In advanced food analysis TNO focuses on the identification of (bio)active substances that influence the quality, safety and flavours of foods. In addition, we unravel processes down to a molecular level, to understand better the quality/safety-determining molecules and/or factors. We can apply advanced analytical techniques such as GCxGC-MS, GC-HRMS, LC-FTMS and LC-OrbitrapMS in combination with (bio)statistics to improve your product.

Examples of this approach are the identification of compounds that render a bitter taste to yoghurt and the identification of substances that play an important role in flavour development in cognac.

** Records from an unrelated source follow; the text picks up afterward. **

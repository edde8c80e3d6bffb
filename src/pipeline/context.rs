//! Run-scoped context owning every cache the pipeline touches
//!
//! There is no process-wide mutable state: the atom caches, the loaded
//! workflow registry, and the seed source all live here and die with the
//! run. Components receive references into the context.

use crate::io::configuration::{Config, DEFAULT_THEME};
use crate::io::error::{fs_error, Result};
use crate::prompt::atoms::AtomStore;
use crate::prompt::seed::SeedSource;
use crate::schedule::ThemeScheduler;
use crate::workflow::registry::WorkflowRegistry;
use std::collections::HashMap;

/// Seed template written when the default theme has to be materialized
const STARTER_TEMPLATE: &str = "a minimal abstract wallpaper, soft gradients, muted colors\n\
$$negative$$\ntext, watermark, signature, low quality\n";

/// Owns configuration, caches, and component factories for one run
pub struct RunContext {
    config: Config,
    seed_source: SeedSource,
    scheduler: ThemeScheduler,
    registry: WorkflowRegistry,
    atoms: HashMap<String, AtomStore>,
}

impl RunContext {
    /// Build a context from validated configuration
    ///
    /// # Errors
    ///
    /// Returns `ConfigInvalid` when derived settings (slot width) fail
    /// validation.
    pub fn new(config: Config) -> Result<Self> {
        let seed_source = SeedSource::new(
            config.prompt.time_slot_minutes,
            config.prompt.use_monitor_seed,
        )?;
        let scheduler = ThemeScheduler::new(config.schedule.clone());
        let registry = WorkflowRegistry::new(config.workflows_dir(), config.workflows.clone());

        Ok(Self {
            config,
            seed_source,
            scheduler,
            registry,
            atoms: HashMap::new(),
        })
    }

    /// The validated configuration
    pub fn config(&self) -> &Config {
        &self.config
    }

    /// The run's seed source
    pub fn seed_source(&self) -> &SeedSource {
        &self.seed_source
    }

    /// The run's theme scheduler
    pub fn scheduler(&self) -> &ThemeScheduler {
        &self.scheduler
    }

    /// Mutable access to the workflow registry cache
    pub fn registry_mut(&mut self) -> &mut WorkflowRegistry {
        &mut self.registry
    }

    /// Atom store for a theme, created on first use
    pub fn atoms_mut(&mut self, theme: &str) -> &mut AtomStore {
        let root = self.config.theme_atoms_dir(theme);
        self.atoms
            .entry(theme.to_string())
            .or_insert_with(|| AtomStore::new(root))
    }

    /// Resolve a requested theme to one whose atoms tree exists on disk
    ///
    /// A missing theme falls back to `default` with a warning. A missing
    /// `default` is materialized as an empty starter theme and a diagnostic
    /// surfaced.
    ///
    /// # Errors
    ///
    /// Returns `FileSystem` when materialization itself fails.
    pub fn resolve_theme(&mut self, requested: &str) -> Result<String> {
        if self.config.theme_atoms_dir(requested).is_dir() {
            return Ok(requested.to_string());
        }

        if requested != DEFAULT_THEME {
            tracing::warn!(
                theme = requested,
                fallback = DEFAULT_THEME,
                "theme has no atoms tree, falling back"
            );
        }

        if !self.config.theme_atoms_dir(DEFAULT_THEME).is_dir() {
            self.materialize_default_theme()?;
        }
        Ok(DEFAULT_THEME.to_string())
    }

    fn materialize_default_theme(&self) -> Result<()> {
        let atoms = self.config.theme_atoms_dir(DEFAULT_THEME);
        let prompts = self.config.theme_prompts_dir(DEFAULT_THEME);

        std::fs::create_dir_all(&atoms).map_err(|e| fs_error(&atoms, "create directory", e))?;
        std::fs::create_dir_all(&prompts)
            .map_err(|e| fs_error(&prompts, "create directory", e))?;

        let template = prompts.join("default.prompt");
        if !template.exists() {
            std::fs::write(&template, STARTER_TEMPLATE)
                .map_err(|e| fs_error(&template, "write", e))?;
        }

        tracing::warn!(
            path = %atoms.display(),
            "no usable theme found, materialized an empty default theme; populate its atoms/ tree"
        );
        Ok(())
    }
}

New safety evaluation tools

Food ingredients may contain toxic compounds. In addition, food processing may lead to the formation of unexpected and potentially harmful compounds. The formation of acrylamide in certain fried and baked products is a recent example thereof. Also reaction products and migrants from food or pharma packaging materials may be a source of contamination.TNO has devised a new concept for the safety evaluation of potentially toxic compounds in food, cosmetics and pharmaceutical products based on toxicology and exposure, rather than peak-by-peak identification and quantification. The TNO concept focuses on relevance omitting redundant analysis of less harmfull substances. The concept is used to explore, optimize and monitor food stuffs for potentially toxic compounds aiming at a reduction of animal testing, time and expenses in relation to conventional toxicity testing. The method uses the 'Threshold of Toxicological Concern (TTC)' principle which takes into account the measured compound concentration, its estimated toxicity (for example genotoxicity) in relation to the type of compound and the estimated human (dietary) exposure.

Screening platform

TNOs screening platform joins various technologies from different fields, such as analytical chemistry, physiology, microbiology and molecular biology. The approach consists of a fractionation of the food matrix, determination of the functionality of fractions in an artificial micro-gut system, and characterization of the functional components. The results of the various platform steps are linked through data-analysis methods, providing manufacturers with a complete overview of the process. Currently screening can be performed on satiety (peptides), oligosaccharides (see download) and lipids.